Juniper Network Connect on Mac OS Snow Leopard

UPDATE: The version 6.5 client seems to fix this problem. Update your SSL/VPN server if you’re having the problem described below.

The Juniper Network Connect app, used to create a VPN tunnel to a Juniper protected network, works fine with OS X 10.5, but doesn’t want to install in OS X 10.6.

This is a known problem, and there are knowledge base articles and blogs that address this one, but I couldn’t find any place that gathers the information in a way that addresses all of the associated problems.

First of all, there’s a problem with file rights and a missing directory if upgrading from Leopard to Snow Leopard.

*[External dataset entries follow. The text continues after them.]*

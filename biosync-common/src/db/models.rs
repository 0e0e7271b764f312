//! Database row models
//!
//! The specimen aggregate (Specimen → Aliquot → Dataset → DatasetItem plus
//! free-form attributes) is the only persisted shape the registry owns.
//! StoredSample is the lab inventory report's independent record of the same
//! physical object, with its own identifier space and status vocabulary.

use serde::{Deserialize, Serialize};

/// API status string that marks a sample as disposed
pub const STATUS_DISPOSED: &str = "Disposed";

#[derive(Debug, Clone, Serialize, Deserialize, sqlx::FromRow)]
pub struct Participant {
    pub id: i64,
    pub biobank_id: String,
    pub created_at: i64,
}

/// One physical biological sample as known to the API ingestion path.
///
/// rlims_id is the lab-assigned natural key, immutable once assigned;
/// id is the internal surrogate.
#[derive(Debug, Clone, Serialize, Deserialize, sqlx::FromRow)]
pub struct Specimen {
    pub id: i64,
    pub rlims_id: String,
    pub participant_id: i64,
    pub order_id: String,
    pub test_code: String,
    pub repository_id: Option<String>,
    pub study_id: Option<String>,
    pub cohort_id: Option<String>,
    pub collection_date: Option<String>,
    pub confirmed_date: Option<String>,
    pub status: String,
    pub freeze_thaw_count: Option<i64>,
    pub location: Option<String>,
    pub quantity: Option<f64>,
    pub quantity_units: Option<String>,
    pub processing_complete_date: Option<String>,
    pub deviations: Option<String>,
    pub disposal_reason: String,
    pub disposal_date: Option<String>,
    pub created_at: i64,
    pub updated_at: i64,
}

#[derive(Debug, Clone, Serialize, Deserialize, sqlx::FromRow)]
pub struct SpecimenAttribute {
    pub id: i64,
    pub specimen_id: i64,
    pub name: String,
    pub value: String,
}

/// A derivative sample split from a Specimen or from another Aliquot.
///
/// Exactly one of specimen_id / parent_aliquot_id is set. The root
/// specimen's rlims_id is stored regardless of nesting depth.
#[derive(Debug, Clone, Serialize, Deserialize, sqlx::FromRow)]
pub struct Aliquot {
    pub id: i64,
    pub rlims_id: String,
    pub specimen_id: Option<i64>,
    pub parent_aliquot_id: Option<i64>,
    pub root_specimen_rlims_id: String,
    pub sample_type: Option<String>,
    pub child_plan_service: Option<String>,
    pub initial_treatment: Option<String>,
    pub container_type: Option<String>,
    pub status: String,
    pub freeze_thaw_count: Option<i64>,
    pub location: Option<String>,
    pub quantity: Option<f64>,
    pub quantity_units: Option<String>,
    pub processing_complete_date: Option<String>,
    pub deviations: Option<String>,
    pub disposal_reason: String,
    pub disposal_date: Option<String>,
    pub created_at: i64,
    pub updated_at: i64,
}

#[derive(Debug, Clone, Serialize, Deserialize, sqlx::FromRow)]
pub struct Dataset {
    pub id: i64,
    pub rlims_id: String,
    pub aliquot_id: i64,
    pub name: String,
    /// Lab-defined vocabulary, not normalized
    pub status: String,
}

/// One parameter/value measurement; param_id is unique only within its dataset
#[derive(Debug, Clone, Serialize, Deserialize, sqlx::FromRow)]
pub struct DatasetItem {
    pub id: i64,
    pub dataset_id: i64,
    pub param_id: String,
    pub display_value: Option<String>,
    pub display_units: Option<String>,
}

/// The lab inventory report's record of a physical sample.
///
/// sample_id lives in a different identifier space than rlims_id, though in
/// well-formed data they denote the same physical object and are compared as
/// equal strings at reconciliation pairing time. Timestamps are unix seconds.
#[derive(Debug, Clone, Serialize, Deserialize, sqlx::FromRow)]
pub struct StoredSample {
    pub id: i64,
    pub sample_id: String,
    pub biobank_id: String,
    pub test_code: String,
    pub order_id: String,
    pub status: String,
    pub confirmed_at: Option<i64>,
    pub created_at: i64,
    pub disposed_at: Option<i64>,
}

/// The mutable status block shared by Specimen and Aliquot
#[derive(Debug, Clone, Default, PartialEq)]
pub struct StatusBlock {
    pub status: String,
    pub freeze_thaw_count: Option<i64>,
    pub location: Option<String>,
    pub quantity: Option<f64>,
    pub quantity_units: Option<String>,
    pub processing_complete_date: Option<String>,
    pub deviations: Option<String>,
    pub disposal_reason: String,
    pub disposal_date: Option<String>,
}

impl Specimen {
    pub fn status_block(&self) -> StatusBlock {
        StatusBlock {
            status: self.status.clone(),
            freeze_thaw_count: self.freeze_thaw_count,
            location: self.location.clone(),
            quantity: self.quantity,
            quantity_units: self.quantity_units.clone(),
            processing_complete_date: self.processing_complete_date.clone(),
            deviations: self.deviations.clone(),
            disposal_reason: self.disposal_reason.clone(),
            disposal_date: self.disposal_date.clone(),
        }
    }
}

impl Aliquot {
    pub fn status_block(&self) -> StatusBlock {
        StatusBlock {
            status: self.status.clone(),
            freeze_thaw_count: self.freeze_thaw_count,
            location: self.location.clone(),
            quantity: self.quantity,
            quantity_units: self.quantity_units.clone(),
            processing_complete_date: self.processing_complete_date.clone(),
            deviations: self.deviations.clone(),
            disposal_reason: self.disposal_reason.clone(),
            disposal_date: self.disposal_date.clone(),
        }
    }
}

It is discussed, among other places, here.

The solution basically consists of two console commands:

sudo chmod 755 /usr/local/juniper/nc/[version number]/
sudo mkdir -p '/Applications/Network'

The other problem, is a question of the Network Connect web installer app not being able to install, quitting with an error message “An error occurred while extracting one of the Network Connect components.

This problem has to do with a change Sun did to a default password during one of the updates to Java, and is discussed in this knowledge base article.

Basically, the solution is to set this password to it’s old value with the following line (exclude the carriage return after keystore, since it’s only there to make the lines readable):

sudo keytool -storepasswd -new changeit -keystore 
/System/Library/Frameworks/JavaVM.framework/Resources/Deploy.bundle/Contents/Home/lib/security/cacerts -storepass changeme

The password can then be restored by reversing the command above.


2 thoughts on “Juniper Network Connect on Mac OS Snow Leopard”

  1. When I ran the command I got the following error:
    Permission denied
    sudo: no valid sudoers sources found, quitting

    1. Who is allowed to use the sudo command on a computer, is decided in the /etc/sudoers file. Based on your error message, I suspect the permissions are faulty on that file, so that the system can’t read it.

      Provided this isn’t locked down by your administrative staff (that is: if the computer is yours to handle), you should probably begin by opening Disk Utility and verifying + repairing disk permissions on your system disk.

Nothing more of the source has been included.